Exercise: Match the string "owns" against each line below, and copy every line that matches.

(Stored items)

:::::

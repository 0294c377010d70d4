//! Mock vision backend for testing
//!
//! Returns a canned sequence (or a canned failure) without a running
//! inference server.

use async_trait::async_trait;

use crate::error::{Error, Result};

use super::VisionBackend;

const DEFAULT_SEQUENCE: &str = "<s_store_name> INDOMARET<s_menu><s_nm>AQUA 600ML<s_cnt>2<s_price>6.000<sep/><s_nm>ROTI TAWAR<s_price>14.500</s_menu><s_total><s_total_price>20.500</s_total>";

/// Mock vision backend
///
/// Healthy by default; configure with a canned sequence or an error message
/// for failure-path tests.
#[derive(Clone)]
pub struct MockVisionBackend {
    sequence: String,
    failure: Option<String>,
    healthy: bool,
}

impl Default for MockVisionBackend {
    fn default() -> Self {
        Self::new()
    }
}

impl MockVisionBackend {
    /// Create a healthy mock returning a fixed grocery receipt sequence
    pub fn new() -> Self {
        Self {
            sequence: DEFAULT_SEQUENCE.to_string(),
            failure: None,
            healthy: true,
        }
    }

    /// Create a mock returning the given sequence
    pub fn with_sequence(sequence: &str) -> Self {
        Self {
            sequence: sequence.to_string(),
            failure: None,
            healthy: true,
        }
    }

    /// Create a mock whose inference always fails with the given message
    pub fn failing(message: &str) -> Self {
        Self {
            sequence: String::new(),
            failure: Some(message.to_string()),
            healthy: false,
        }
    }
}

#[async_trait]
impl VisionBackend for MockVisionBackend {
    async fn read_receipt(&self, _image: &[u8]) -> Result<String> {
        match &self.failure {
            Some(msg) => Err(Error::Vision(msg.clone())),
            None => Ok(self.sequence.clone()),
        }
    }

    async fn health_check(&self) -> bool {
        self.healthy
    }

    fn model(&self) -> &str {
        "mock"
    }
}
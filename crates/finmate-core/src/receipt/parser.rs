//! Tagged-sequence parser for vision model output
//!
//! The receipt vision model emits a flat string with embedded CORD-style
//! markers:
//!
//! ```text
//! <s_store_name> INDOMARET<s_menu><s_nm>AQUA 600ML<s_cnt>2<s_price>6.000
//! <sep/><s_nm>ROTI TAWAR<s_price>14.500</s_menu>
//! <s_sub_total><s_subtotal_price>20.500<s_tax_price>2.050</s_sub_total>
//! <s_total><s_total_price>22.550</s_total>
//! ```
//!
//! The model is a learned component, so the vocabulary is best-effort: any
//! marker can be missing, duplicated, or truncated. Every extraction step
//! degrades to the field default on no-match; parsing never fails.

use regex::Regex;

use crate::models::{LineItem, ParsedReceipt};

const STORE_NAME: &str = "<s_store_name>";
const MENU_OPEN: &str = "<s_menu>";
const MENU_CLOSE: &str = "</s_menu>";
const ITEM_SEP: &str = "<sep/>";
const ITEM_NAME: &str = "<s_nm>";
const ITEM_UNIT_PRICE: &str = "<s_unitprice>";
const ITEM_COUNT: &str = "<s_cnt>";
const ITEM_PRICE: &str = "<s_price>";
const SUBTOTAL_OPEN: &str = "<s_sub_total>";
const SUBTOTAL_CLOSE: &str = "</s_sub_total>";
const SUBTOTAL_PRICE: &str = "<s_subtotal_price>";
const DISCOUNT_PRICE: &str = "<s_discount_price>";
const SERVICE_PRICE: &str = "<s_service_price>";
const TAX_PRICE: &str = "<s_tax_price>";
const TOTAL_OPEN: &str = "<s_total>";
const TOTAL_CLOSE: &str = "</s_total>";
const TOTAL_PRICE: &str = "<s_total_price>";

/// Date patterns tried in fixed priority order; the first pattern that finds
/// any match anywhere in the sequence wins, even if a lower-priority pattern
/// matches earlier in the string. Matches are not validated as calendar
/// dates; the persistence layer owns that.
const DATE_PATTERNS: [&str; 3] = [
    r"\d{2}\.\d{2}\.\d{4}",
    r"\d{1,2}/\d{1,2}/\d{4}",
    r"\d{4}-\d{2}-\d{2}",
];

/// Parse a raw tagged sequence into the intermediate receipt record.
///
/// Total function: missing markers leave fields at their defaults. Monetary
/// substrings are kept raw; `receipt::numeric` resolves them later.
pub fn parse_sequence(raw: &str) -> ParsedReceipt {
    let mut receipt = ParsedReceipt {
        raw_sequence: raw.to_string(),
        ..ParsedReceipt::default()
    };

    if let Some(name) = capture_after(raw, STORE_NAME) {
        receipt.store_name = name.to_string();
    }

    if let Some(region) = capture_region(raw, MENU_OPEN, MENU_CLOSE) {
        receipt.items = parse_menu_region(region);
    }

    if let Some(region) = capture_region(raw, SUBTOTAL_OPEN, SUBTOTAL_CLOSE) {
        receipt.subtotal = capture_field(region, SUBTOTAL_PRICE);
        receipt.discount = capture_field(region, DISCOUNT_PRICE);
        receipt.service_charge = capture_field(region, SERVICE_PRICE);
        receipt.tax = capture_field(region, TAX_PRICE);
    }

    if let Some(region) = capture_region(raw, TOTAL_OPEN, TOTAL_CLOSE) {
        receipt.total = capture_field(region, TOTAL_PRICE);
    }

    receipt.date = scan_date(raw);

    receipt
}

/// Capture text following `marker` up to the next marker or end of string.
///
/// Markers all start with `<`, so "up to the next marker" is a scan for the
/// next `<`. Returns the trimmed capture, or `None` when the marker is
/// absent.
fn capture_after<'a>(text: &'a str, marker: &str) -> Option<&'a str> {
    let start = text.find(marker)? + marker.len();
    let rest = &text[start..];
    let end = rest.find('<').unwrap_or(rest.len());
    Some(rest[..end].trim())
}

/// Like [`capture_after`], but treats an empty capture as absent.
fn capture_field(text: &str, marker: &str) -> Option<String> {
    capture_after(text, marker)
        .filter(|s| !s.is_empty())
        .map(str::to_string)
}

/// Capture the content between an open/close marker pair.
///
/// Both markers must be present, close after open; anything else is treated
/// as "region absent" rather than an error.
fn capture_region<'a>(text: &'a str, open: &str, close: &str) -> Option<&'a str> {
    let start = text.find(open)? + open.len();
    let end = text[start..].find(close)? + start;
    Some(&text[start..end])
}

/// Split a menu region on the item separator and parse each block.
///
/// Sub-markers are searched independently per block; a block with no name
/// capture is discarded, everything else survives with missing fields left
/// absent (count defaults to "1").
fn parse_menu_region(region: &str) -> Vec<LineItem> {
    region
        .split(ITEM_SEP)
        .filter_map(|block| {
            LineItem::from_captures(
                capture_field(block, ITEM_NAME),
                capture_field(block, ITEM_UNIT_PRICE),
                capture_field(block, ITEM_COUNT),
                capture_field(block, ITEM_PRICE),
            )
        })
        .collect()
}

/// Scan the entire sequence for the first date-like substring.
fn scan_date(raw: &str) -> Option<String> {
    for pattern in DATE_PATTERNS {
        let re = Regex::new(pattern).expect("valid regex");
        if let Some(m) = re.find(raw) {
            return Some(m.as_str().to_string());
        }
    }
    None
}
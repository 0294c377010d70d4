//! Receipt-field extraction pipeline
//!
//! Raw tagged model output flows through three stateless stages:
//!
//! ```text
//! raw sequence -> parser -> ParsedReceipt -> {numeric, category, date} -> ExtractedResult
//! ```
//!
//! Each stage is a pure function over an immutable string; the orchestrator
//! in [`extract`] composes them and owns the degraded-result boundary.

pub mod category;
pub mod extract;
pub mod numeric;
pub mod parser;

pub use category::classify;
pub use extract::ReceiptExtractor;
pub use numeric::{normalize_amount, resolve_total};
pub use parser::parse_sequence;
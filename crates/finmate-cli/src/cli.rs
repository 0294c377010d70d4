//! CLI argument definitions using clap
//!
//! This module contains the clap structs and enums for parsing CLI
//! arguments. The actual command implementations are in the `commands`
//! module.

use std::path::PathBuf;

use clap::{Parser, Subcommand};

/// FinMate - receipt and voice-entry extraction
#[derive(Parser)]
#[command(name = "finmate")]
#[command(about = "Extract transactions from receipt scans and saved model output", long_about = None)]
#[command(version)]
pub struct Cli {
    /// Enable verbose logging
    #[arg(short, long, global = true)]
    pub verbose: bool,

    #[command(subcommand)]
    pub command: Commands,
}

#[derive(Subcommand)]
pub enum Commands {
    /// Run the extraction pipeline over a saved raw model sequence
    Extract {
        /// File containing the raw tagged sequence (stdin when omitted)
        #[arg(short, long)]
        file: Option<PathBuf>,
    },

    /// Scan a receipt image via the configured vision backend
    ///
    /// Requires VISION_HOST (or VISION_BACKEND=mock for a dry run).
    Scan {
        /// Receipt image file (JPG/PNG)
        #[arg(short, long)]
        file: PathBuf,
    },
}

:::::

Task output:
/// dates; the persistence layer owns that.
//! in [`extract`] composes them and owns the degraded-result boundary.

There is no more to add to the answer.